Conservation of angular momentum in an inelastic collision 

I have a question about the second method used to solve the problem above.
The moment of inertia with respect to the stick's midpoint after the collision is $ml^2/12 + ml^2/4$ or $ml^2/3$ so the angular momentum with respect to the stick's center after the collision is $ml^2/3*w$. Therefore, equation 8.56 becomes  $mv_0l/2 = ml^2/3*w$ but this doesn't give the same w value.

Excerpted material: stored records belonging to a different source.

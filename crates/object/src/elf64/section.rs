use enumflags2::{bitflags, BitFlags};

use crate::{combinators::*, Input, Number, Result};

/// A section header (`Shdr64`).
#[derive(Debug, Clone, PartialEq, Eq)]
pub struct SectionHeader {
    /// Offset of the section name in the section-names string table.
    pub name_offset: u32,
    /// Type of the section.
    pub r#type: SectionType,
    /// Flags.
    pub flags: SectionFlags,
    /// Virtual address, for sections that are loaded (always 0 in
    /// relocatable files).
    pub addr: u64,
    /// Offset of the section contents in the file.
    pub offset: u64,
    /// Size of the section contents in bytes. `NoBits` sections occupy
    /// no file bytes despite a non-zero size.
    pub size: u64,
    /// Index of an associated section; meaning depends on the type
    /// (for a symbol table: its string table).
    pub link: u32,
    /// Extra information; meaning depends on the type (for a
    /// relocation table: the index of the section it patches).
    pub info: u32,
    /// Required alignment; 0 and 1 both mean "none".
    pub addralign: u64,
    /// Size of one entry, for sections holding fixed-size entries.
    pub entsize: u64,
}

/// Section type, from `sh_type`.
///
/// Unknown values are carried as [`SectionType::Other`] so the
/// front-end can warn about them instead of refusing the file.
#[derive(Debug, Clone, Copy, PartialEq, Eq)]
pub enum SectionType {
    /// Unused header.
    Null,
    /// Program-defined contents.
    ProgramBits,
    /// Linker symbol table.
    SymbolTable,
    /// String table.
    StringTable,
    /// Relocation entries with addends.
    RelocationsWithAddends,
    /// Symbol hash table.
    Hash,
    /// Dynamic linking tables.
    Dynamic,
    /// Note section.
    Note,
    /// Zero-initialized space occupying no file bytes.
    NoBits,
    /// Relocation entries without addends (unsupported).
    Relocations,
    /// Dynamic loader symbol table.
    DynamicSymbolTable,
    /// Array of constructor addresses.
    InitArray,
    /// Array of destructor addresses.
    FiniArray,
    /// Array of pre-constructor addresses.
    PreInitArray,
    /// Section group.
    Group,
    /// Extended section indices for the symbol table.
    ExtendedIndices,
    /// Any other (OS- or processor-specific) type.
    Other(u32),
}

impl SectionType {
    /// The `sh_type` code of this type.
    pub fn code(self) -> u32 {
        match self {
            Self::Null => 0x00,
            Self::ProgramBits => 0x01,
            Self::SymbolTable => 0x02,
            Self::StringTable => 0x03,
            Self::RelocationsWithAddends => 0x04,
            Self::Hash => 0x05,
            Self::Dynamic => 0x06,
            Self::Note => 0x07,
            Self::NoBits => 0x08,
            Self::Relocations => 0x09,
            Self::DynamicSymbolTable => 0x0b,
            Self::InitArray => 0x0e,
            Self::FiniArray => 0x0f,
            Self::PreInitArray => 0x10,
            Self::Group => 0x11,
            Self::ExtendedIndices => 0x12,
            Self::Other(code) => code,
        }
    }

    fn from_code(code: u32) -> Self {
        match code {
            0x00 => Self::Null,
            0x01 => Self::ProgramBits,
            0x02 => Self::SymbolTable,
            0x03 => Self::StringTable,
            0x04 => Self::RelocationsWithAddends,
            0x05 => Self::Hash,
            0x06 => Self::Dynamic,
            0x07 => Self::Note,
            0x08 => Self::NoBits,
            0x09 => Self::Relocations,
            0x0b => Self::DynamicSymbolTable,
            0x0e => Self::InitArray,
            0x0f => Self::FiniArray,
            0x10 => Self::PreInitArray,
            0x11 => Self::Group,
            0x12 => Self::ExtendedIndices,
            code => Self::Other(code),
        }
    }
}

/// A section flag.
#[bitflags]
#[derive(Debug, Clone, Copy, PartialEq, Eq)]
#[repr(u64)]
pub enum SectionFlag {
    /// The section contains writable data.
    Writable = 0x01,
    /// The section occupies memory in the program image.
    Allocated = 0x02,
    /// The section contains executable instructions.
    Executable = 0x04,
    /// The section may be merged with identical sections.
    Merge = 0x10,
    /// The section contains NUL-terminated strings.
    Strings = 0x20,
    /// `sh_info` holds a section index.
    InfoLink = 0x40,
    /// Preserve section order after combining.
    LinkOrder = 0x80,
    /// Non-standard OS-specific handling required.
    OsNonConforming = 0x100,
    /// The section is a member of a group.
    InGroup = 0x200,
    /// The section holds thread-local data.
    ThreadLocal = 0x400,
    /// The section contents are compressed.
    Compressed = 0x800,
}

/// A set of section flags.
///
/// OS- and processor-specific bits are dropped on read; the front-end
/// does not interpret them.
pub type SectionFlags = BitFlags<SectionFlag>;

impl SectionHeader {
    /// Size of the header in the file.
    pub const SIZE: usize = 64;

    pub(crate) fn read_flags<'a, N, E>(input: Input<'a>) -> Result<'a, SectionFlags, E>
    where
        N: Number,
        E: ParseError<Input<'a>>,
    {
        let (input, bits) = N::read_u64(input)?;

        Ok((input, SectionFlags::from_bits_truncate(bits)))
    }

    /// Parse one section header.
    pub fn read<'a, N, E>(input: Input<'a>) -> Result<'a, Self, E>
    where
        N: Number,
        E: ParseError<Input<'a>>,
    {
        let (input, (name_offset, r#type, flags, addr, offset, size, link, info, addralign, entsize)) =
            tuple((
                N::read_u32,
                N::read_u32,
                Self::read_flags::<N, _>,
                N::read_u64,
                N::read_u64,
                N::read_u64,
                N::read_u32,
                N::read_u32,
                N::read_u64,
                N::read_u64,
            ))(input)?;

        Ok((
            input,
            Self {
                name_offset,
                r#type: SectionType::from_code(r#type),
                flags,
                addr,
                offset,
                size,
                link,
                info,
                addralign,
                entsize,
            },
        ))
    }

    /// The alignment constraint, normalizing the format's "0 means
    /// none" into 1.
    pub fn alignment(&self) -> u64 {
        self.addralign.max(1)
    }

    /// The section contents, sliced out of the containing file.
    ///
    /// `NoBits` sections have no contents; for every other type the
    /// slice is bounds-checked against the file.
    pub fn contents<'a>(&self, file: Input<'a>) -> Option<Input<'a>> {
        if self.r#type == SectionType::NoBits {
            return Some(&[]);
        }

        let offset = usize::try_from(self.offset).ok()?;
        let size = usize::try_from(self.size).ok()?;

        file.get(offset..offset.checked_add(size)?)
    }
}
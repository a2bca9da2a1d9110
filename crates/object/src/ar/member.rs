use bstr::BStr;

use crate::{combinators::*, Input, Result};

/// A 60-byte archive member header.
///
/// All fields are ASCII; the only ones a linker needs are the name
/// field and the decimal size. The date/uid/gid/mode fields are
/// skipped.
#[derive(Debug, PartialEq, Eq)]
pub struct MemberHeader<'a> {
    /// The raw 16-byte name field, undecoded.
    pub name_field: &'a [u8],
    /// Member contents size in bytes, parsed from ASCII decimal.
    pub size: u64,
}

/// The decoded meaning of a member name field.
#[derive(Debug, PartialEq, Eq)]
pub enum MemberName<'a> {
    /// `"/ "` or `"__.SYMDEF"`: the ranlib symbol index.
    RanlibIndex,
    /// `"//"`: the long-names string table.
    LongNames,
    /// `"/SYM64/"`: 64-bit symbol index (unsupported).
    Sym64,
    /// `"#1/…"`: BSD-style inline long name (unsupported).
    Bsd,
    /// `"/N"`: the name lives at decimal offset `N` in the long-names
    /// table.
    LongNameRef(u64),
    /// A regular name, the field prefix before the first `'/'` (or
    /// before the trailing padding when no `'/'` terminator is
    /// present).
    Plain(&'a BStr),
}

impl<'a> MemberHeader<'a> {
    /// Size of the header in the file.
    pub const SIZE: usize = 60;

    /// The two bytes closing every member header.
    pub const END: &'static [u8; 2] = b"`\n";

    /// Parse one member header.
    pub fn read<E>(input: Input<'a>) -> Result<'a, Self, E>
    where
        E: ParseError<Input<'a>>,
    {
        let (input, (name_field, (), size_field, _end)) = tuple((
            take(16usize),
            skip(32), // date(12) + uid(6) + gid(6) + mode(8)
            take(10usize),
            tag(&Self::END[..]),
        ))(input)?;

        let size = parse_ascii_decimal(size_field)
            .ok_or_else(|| Err::Error(E::from_error_kind(size_field, ErrorKind::Digit)))?;

        Ok((input, Self { name_field, size }))
    }

    /// Decode the name field.
    pub fn name(&self) -> MemberName<'a> {
        let field = self.name_field;

        if field.starts_with(b"/SYM64/") {
            MemberName::Sym64
        } else if field.starts_with(b"#1/") {
            MemberName::Bsd
        } else if field.starts_with(b"//") {
            MemberName::LongNames
        } else if field.starts_with(b"__.SYMDEF") {
            MemberName::RanlibIndex
        } else if field.first() == Some(&b'/') {
            match parse_ascii_decimal(&field[1..]) {
                Some(offset) => MemberName::LongNameRef(offset),
                // The bare "/" name, space padded.
                None => MemberName::RanlibIndex,
            }
        } else {
            let end = field
                .iter()
                .position(|byte| *byte == b'/')
                .unwrap_or_else(|| trimmed_length(field));

            MemberName::Plain(BStr::new(&field[..end]))
        }
    }
}

/// Parse an ASCII decimal field, ignoring trailing spaces. `None` if
/// no digit is present or a non-digit interrupts the number.
fn parse_ascii_decimal(field: &[u8]) -> Option<u64> {
    let digits = &field[..trimmed_length(field)];

    if digits.is_empty() {
        return None;
    }

    let mut value: u64 = 0;
    for byte in digits {
        if !byte.is_ascii_digit() {
            return None;
        }
        value = value.checked_mul(10)?.checked_add(u64::from(byte - b'0'))?;
    }

    Some(value)
}

fn trimmed_length(field: &[u8]) -> usize {
    field
        .iter()
        .rposition(|byte| *byte != b' ' && *byte != b'\0')
        .map_or(0, |position| position + 1)
}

Can someone explain why?
 A: You can calculate moments of inertia about any axis you want.  But if the system isn't actually rotating around that axis, then you can't use it to (directly) calculate the rotation speed.
Instead of all the parts moving with speed proportional to $r$ as the distance from your axis, the parts are moving with various speeds as it spins around the center of mass.

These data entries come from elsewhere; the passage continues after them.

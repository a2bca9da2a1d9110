//! Probe-and-dispatch for input file formats.
//!
//! Front-ends are trait objects owned by a [`Registry`]. The registry
//! belongs to the driver, not to process-global state, so tests can
//! build one with injected front-ends.

use rivet_object::elf64::Machine;

use crate::{ir::FileId, Context, Error};

/// A parser for one object file format.
pub trait ObjectFrontend {
    /// Diagnostic name of the front-end.
    fn name(&self) -> &'static str;

    /// Whether `bytes` look like a file this front-end parses; on
    /// success, the detected machine architecture.
    fn probe(&self, bytes: &[u8]) -> Option<Machine>;

    /// Parse `bytes` into the context: an object file shell plus its
    /// sections, symbols (merged into the global map) and relocations.
    ///
    /// The caller decides what to do with the returned file (append it
    /// to the unprocessed list, track it as an archive member).
    fn parse<'a>(
        &self,
        ctx: &mut Context<'a>,
        name: &str,
        bytes: &'a [u8],
    ) -> Result<FileId, Error>;
}

/// A parser for one archive format.
pub trait ArchiveFrontend {
    /// Diagnostic name of the front-end.
    fn name(&self) -> &'static str;

    /// Whether `bytes` look like an archive this front-end parses.
    fn probe(&self, bytes: &[u8]) -> bool;

    /// Parse `bytes` into the context's archive list, returning the
    /// archive's position in it.
    fn parse<'a>(&self, ctx: &mut Context<'a>, name: &str, bytes: &'a [u8])
        -> Result<usize, Error>;
}

/// The set of front-ends one driver dispatches over.
#[derive(Default)]
pub struct Registry {
    objects: Vec<Box<dyn ObjectFrontend>>,
    archives: Vec<Box<dyn ArchiveFrontend>>,
}

impl Registry {
    /// An empty registry. Useful for tests injecting their own
    /// front-ends.
    pub fn new() -> Self {
        Self::default()
    }

    /// The registry holding the built-in front-ends.
    pub fn builtins() -> Self {
        #[allow(unused_mut)]
        let mut registry = Self::new();

        #[cfg(feature = "elf64")]
        registry.register_object(Box::new(crate::frontends::Elf64Frontend));
        #[cfg(feature = "ar")]
        registry.register_archive(Box::new(crate::frontends::ArFrontend));

        registry
    }

    /// Append an object front-end. Probe order is registration order.
    pub fn register_object(&mut self, frontend: Box<dyn ObjectFrontend>) {
        self.objects.push(frontend);
    }

    /// Append an archive front-end. Probe order is registration
    /// order.
    pub fn register_archive(&mut self, frontend: Box<dyn ArchiveFrontend>) {
        self.archives.push(frontend);
    }

    /// The first archive front-end whose probe accepts `bytes`.
    pub fn probe_archive(&self, bytes: &[u8]) -> Option<&dyn ArchiveFrontend> {
        self.archives.iter().map(Box::as_ref).find(|frontend| frontend.probe(bytes))
    }

    /// The first object front-end whose probe accepts `bytes`, with
    /// the machine architecture it detected.
    pub fn probe_object(&self, bytes: &[u8]) -> Option<(&dyn ObjectFrontend, Machine)> {
        self.objects
            .iter()
            .map(Box::as_ref)
            .find_map(|frontend| frontend.probe(bytes).map(|machine| (frontend, machine)))
    }
}
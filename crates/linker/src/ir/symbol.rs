use bstr::BString;

use super::{FileId, SectionId};

/// Symbol binding: how widely a symbol is visible, and how it merges.
#[derive(Debug, Clone, Copy, PartialEq, Eq)]
pub enum Binding {
    /// Private to its object file; never enters the global map.
    Local,
    /// Visible to the whole link; at most one strong definition.
    Global,
    /// Like global, but yields to a non-weak definition.
    Weak,
}

/// Symbol type, as far as the linker cares.
#[derive(Debug, Clone, Copy, PartialEq, Eq)]
pub enum SymbolKind {
    /// Nothing specific.
    NoType,
    /// A data object.
    Object,
    /// A thread-local data object.
    Tls,
    /// A function entry point.
    Function,
    /// The symbol stands for a section.
    Section,
}

/// What is known about a symbol's value.
///
/// The states only move forward: `Undefined` → `Common` → `Defined`.
#[derive(Debug, Clone, Copy, PartialEq, Eq)]
pub enum SymbolState {
    /// Referenced, not yet defined.
    Undefined,
    /// Tentative definition; space is allocated at layout time.
    Common {
        /// Bytes to reserve.
        size: u64,
        /// Alignment constraint.
        align: u64,
    },
    /// Defined at `offset` within `section`, or at the absolute value
    /// `offset` when `section` is `None`.
    Defined {
        /// The defining section; `None` for absolute symbols.
        section: Option<SectionId>,
        /// Offset within the section, or the absolute value.
        offset: u64,
        /// Size of the symbol, 0 if unknown.
        size: u64,
    },
}

/// A symbol.
///
/// Non-local symbols are shared: the global map and every local table
/// mentioning the name refer to the same arena slot, so a merge
/// updates all of them at once.
#[derive(Debug)]
pub struct Symbol {
    /// The symbol name.
    pub name: BString,
    /// Binding.
    pub binding: Binding,
    /// Type.
    pub kind: SymbolKind,
    /// Definition state.
    pub state: SymbolState,
    /// The file providing the current state, for diagnostics. `None`
    /// while undefined.
    pub definer: Option<FileId>,
    /// Resolved virtual address, assigned after layout.
    pub vaddr: Option<u64>,
}

impl Symbol {
    /// An undefined reference named `name`.
    pub fn reference(name: impl Into<BString>, binding: Binding, kind: SymbolKind) -> Self {
        Self {
            name: name.into(),
            binding,
            kind,
            state: SymbolState::Undefined,
            definer: None,
            vaddr: None,
        }
    }

    /// Whether the symbol has a concrete definition.
    pub fn is_defined(&self) -> bool {
        matches!(self.state, SymbolState::Defined { .. })
    }

    /// Whether the symbol is still undefined (commons count as
    /// defined: they reserve space).
    pub fn is_undefined(&self) -> bool {
        matches!(self.state, SymbolState::Undefined)
    }
}
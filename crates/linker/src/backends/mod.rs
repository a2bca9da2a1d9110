//! The built-in relocation back-ends.

mod x86_64;

pub use x86_64::X86_64;
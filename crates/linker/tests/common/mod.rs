//! Builders emitting synthetic ELF64 relocatable objects and System-V
//! archives, byte for byte, so the end-to-end tests control their
//! inputs exactly.

#![allow(dead_code)]

// Section header types and flags.
pub const SHT_PROGBITS: u32 = 1;
pub const SHT_SYMTAB: u32 = 2;
pub const SHT_STRTAB: u32 = 3;
pub const SHT_RELA: u32 = 4;
pub const SHT_NOBITS: u32 = 8;
pub const SHT_REL: u32 = 9;
pub const SHT_INIT_ARRAY: u32 = 14;

pub const SHF_WRITE: u64 = 0x1;
pub const SHF_ALLOC: u64 = 0x2;
pub const SHF_EXECINSTR: u64 = 0x4;

// Symbol bindings and types.
pub const STB_LOCAL: u8 = 0;
pub const STB_GLOBAL: u8 = 1;
pub const STB_WEAK: u8 = 2;

pub const STT_NOTYPE: u8 = 0;
pub const STT_OBJECT: u8 = 1;
pub const STT_FUNC: u8 = 2;
pub const STT_SECTION: u8 = 3;

pub const SHN_UNDEF: u16 = 0;
pub const SHN_ABS: u16 = 0xfff1;
pub const SHN_COMMON: u16 = 0xfff2;

// x86-64 relocation types.
pub const R_X86_64_64: u32 = 1;
pub const R_X86_64_PC32: u32 = 2;
pub const R_X86_64_PLT32: u32 = 4;
pub const R_X86_64_32: u32 = 10;
pub const R_X86_64_32S: u32 = 11;

struct BuiltSection {
    name: String,
    sh_type: u32,
    flags: u64,
    align: u64,
    content: Vec<u8>,
    nobits_size: u64,
}

struct BuiltSymbol {
    name: String,
    info: u8,
    shndx: u16,
    value: u64,
    size: u64,
}

struct BuiltRela {
    section: usize,
    offset: u64,
    r#type: u32,
    symbol: usize,
    addend: i64,
}

/// Builds one ELF64 relocatable object file.
///
/// Section handles returned by the `section` methods are the final
/// section header indices (1-based); symbol handles are the final
/// symbol table indices (entry 0 is the null symbol).
#[derive(Default)]
pub struct ObjectBuilder {
    sections: Vec<BuiltSection>,
    symbols: Vec<BuiltSymbol>,
    relas: Vec<BuiltRela>,
    machine: u16,
}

(8.56) above always uses the center of mass of the post-collision system as the axis to calculate the rotation speed.  The relocated origin is only used for the angular momentum of the linear motion of the center of mass, not as a changed axis for the moment of inertia of the spinning stick.
A: The CM of the system (the mass and the stick together) moves in a straight line and every point of the system rotates about the CM.
I think the mistake arises from considering the mass m and the stick together as a whole system and writing the conservation of angular momentum about a point (middle of the stick) which is not the CM and this point, itself, is rotating around the CM. You can do that, but have to take the angular momentum of the CM about the middle point into calculation, as it is done in the second method.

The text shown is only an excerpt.